The lecture will first develop an understanding of modern statehood that goes beyond the state apparatus and also understands the state as a contested strategic field. It is in contestations in this field that intersectionally gendered state institutions, administrations, and norms emerge. The state can be conceptualized as the condensation of intersectional gendered relations of domination.
Moreover, and this will be explained in the next step of the talk, the modern state is a gendered relation of violence. After all, in these struggles over statehood, notions of separation of public and private and of non-intervention of the state in the supposed private sphere, i.e., the delegation of the power of disposition of the head of the household over the privatized household members, have become inscribed in the architecture of the state.

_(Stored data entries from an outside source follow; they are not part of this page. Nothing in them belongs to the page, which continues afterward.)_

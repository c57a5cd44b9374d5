#[cfg(test)]
mod tests {
    use crate::config;
    use crate::platform;
    use crate::types::Settings;

    #[test]
    fn test_normalize_key() {
        assert_eq!(config::normalize_key("scripts-dir"), "scripts_dir");
        assert_eq!(config::normalize_key("installRoot"), "install_root");
        assert_eq!(config::normalize_key("force_32bit"), "force_32bit");
    }

    #[test]
    fn test_platform_info() {
        let info = platform::get_system_info(false);
        assert!(!info.os.is_empty());
        assert!(!info.arch.is_empty());
    }

    #[test]
    fn test_host_info_display() {
        let info = platform::get_system_info(true);
        let shown = info.to_string();
        assert!(shown.starts_with(&format!("{}/{}", info.os, info.arch)));
        assert!(shown.ends_with("32-bit"));
    }

    #[test]
    fn test_settings_default() {
        let settings = Settings::default();
        assert!(!settings.force_32bit);
        assert!(settings.scripts_dir.contains("pythonup"));
        assert!(settings.catalog_dir.contains("pythonup"));
        assert_ne!(settings.scripts_dir, settings.commands_dir);
    }

    #[test]
    fn test_apply_and_reset_setting() {
        let mut settings = Settings::default();
        config::apply_setting(&mut settings, "scripts-dir", "/tmp/shims").unwrap();
        config::apply_setting(&mut settings, "force-32bit", "yes").unwrap();
        assert_eq!(settings.scripts_dir, "/tmp/shims");
        assert!(settings.force_32bit);
        assert_eq!(
            config::get_setting(&settings, "scripts_dir").as_deref(),
            Some("/tmp/shims")
        );

        config::reset_setting(&mut settings, "scripts_dir").unwrap();
        assert_eq!(settings.scripts_dir, Settings::default().scripts_dir);
        assert!(settings.force_32bit);
    }

    #[test]
    fn test_unknown_setting_is_rejected() {
        let mut settings = Settings::default();
        let err = config::apply_setting(&mut settings, "update-check-days", "5").unwrap_err();
        assert!(err.to_string().contains("not a valid configuration setting"));
        assert!(config::get_setting(&settings, "nope").is_none());
        assert!(config::reset_setting(&mut settings, "nope").is_err());
    }
}
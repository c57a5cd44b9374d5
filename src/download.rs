use crate::error::{Error, Result};
use crate::types::VersionDescriptor;
use futures_util::StreamExt;
use indicatif::{ProgressBar, ProgressStyle};
use sha2::{Digest, Sha256};
use std::fs;
use std::io::Write;
use std::path::{Path, PathBuf};
use tempfile::{NamedTempFile, TempDir};

/// Upper bound on what a `Content-Length` header may reserve up front.
const MAX_PREALLOCATION: u64 = 64 * 1024 * 1024;

/// Streams `url` into memory with a single request.
///
/// Progress is a bar when the server reports a length, a spinner otherwise.
pub async fn fetch(url: &str, quiet: bool) -> Result<Vec<u8>> {
    tracing::info!("Downloading {}", url);

    let response = reqwest::get(url)
        .await
        .and_then(|response| response.error_for_status())
        .map_err(Error::http(url))?;

    let total_size = response.content_length();
    let pb = progress_for(total_size, quiet);
    pb.set_message(installer_file_name(url).to_string());

    // The header only sizes the bar; the buffer grows with what actually arrives
    let reserve = total_size.unwrap_or(0).min(MAX_PREALLOCATION) as usize;
    let mut data = Vec::with_capacity(reserve);
    let mut stream = response.bytes_stream();
    while let Some(chunk) = stream.next().await {
        let chunk = chunk.map_err(Error::http(url))?;
        data.extend_from_slice(&chunk);
        if total_size.is_some() {
            pb.set_position(data.len() as u64);
        } else {
            pb.tick();
        }
    }

    pb.finish_and_clear();
    tracing::debug!("Downloaded {} bytes from {}", data.len(), url);
    Ok(data)
}

fn progress_for(total_size: Option<u64>, quiet: bool) -> ProgressBar {
    if quiet {
        return ProgressBar::hidden();
    }
    match total_size {
        Some(len) => {
            let pb = ProgressBar::new(len);
            if let Ok(style) = ProgressStyle::default_bar().template(
                "{msg} [{elapsed_precise}] [{bar:40.cyan/blue}] {bytes}/{total_bytes} ({eta})",
            ) {
                pb.set_style(style.progress_chars("#>-"));
            }
            pb
        }
        None => {
            let pb = ProgressBar::new_spinner();
            if let Ok(style) = ProgressStyle::default_spinner().template("{msg} {spinner:.green} {bytes}") {
                pb.set_style(style);
            }
            pb
        }
    }
}

pub fn checksum(data: &[u8]) -> String {
    format!("{:x}", Sha256::digest(data))
}

/// Verifies `data` against the descriptor, then writes it to `target`.
///
/// Nothing is written on mismatch. The payload is staged next to `target`
/// and renamed into place, so a partial file never appears under that name.
pub fn persist(data: &[u8], version: &VersionDescriptor, target: &Path) -> Result<()> {
    let actual = checksum(data);
    if !actual.eq_ignore_ascii_case(version.checksum.trim()) {
        return Err(Error::DownloadIntegrity {
            name: version.name.clone(),
            expected: version.checksum.clone(),
            actual,
        });
    }

    let dir = target.parent().unwrap_or_else(|| Path::new("."));
    fs::create_dir_all(dir).map_err(Error::io("Failed to create directory", dir))?;

    let mut staged =
        NamedTempFile::new_in(dir).map_err(Error::io("Failed to stage download", dir))?;
    staged
        .write_all(data)
        .and_then(|_| staged.as_file().sync_all())
        .map_err(Error::io("Failed to write download", staged.path()))?;
    staged
        .persist(target)
        .map_err(|e| Error::io("Failed to move download into place", target)(e.error))?;

    tracing::debug!("Saved verified installer to {}", target.display());
    Ok(())
}

pub fn installer_file_name(url: &str) -> &str {
    url.rsplit('/')
        .next()
        .and_then(|name| name.split('?').next())
        .filter(|name| !name.is_empty())
        .unwrap_or("installer")
}

/// Scratch space for downloaded installers, removed when dropped.
pub struct DownloadArea {
    dir: TempDir,
}

impl DownloadArea {
    pub fn new() -> Result<Self> {
        let dir = tempfile::Builder::new()
            .prefix("pythonup-")
            .tempdir()
            .map_err(Error::io("Failed to create download area", &std::env::temp_dir()))?;
        tracing::debug!("Download area: {}", dir.path().display());
        Ok(Self { dir })
    }

    pub fn path(&self) -> &Path {
        self.dir.path()
    }

    pub async fn download_installer(&self, version: &VersionDescriptor, quiet: bool) -> Result<PathBuf> {
        if !quiet {
            println!("Downloading {}", version.url);
        }
        let data = fetch(&version.url, quiet).await?;
        let target = self.path().join(installer_file_name(&version.url));
        persist(&data, version, &target)?;
        Ok(target)
    }
}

In the final step, I will reflect on perspectives for change: This expanded understanding of the state not only allows us to understand the violent nature of the state with respect to intersectional gender relations, but also opens up perspectives of agency, that is, of change in and against the state. However, this potential for change is limited – the integration of women, e.g., into state institutions does not guarantee a gender-equal transformation of the state, but it does provide a position in the state field of contestation and struggles.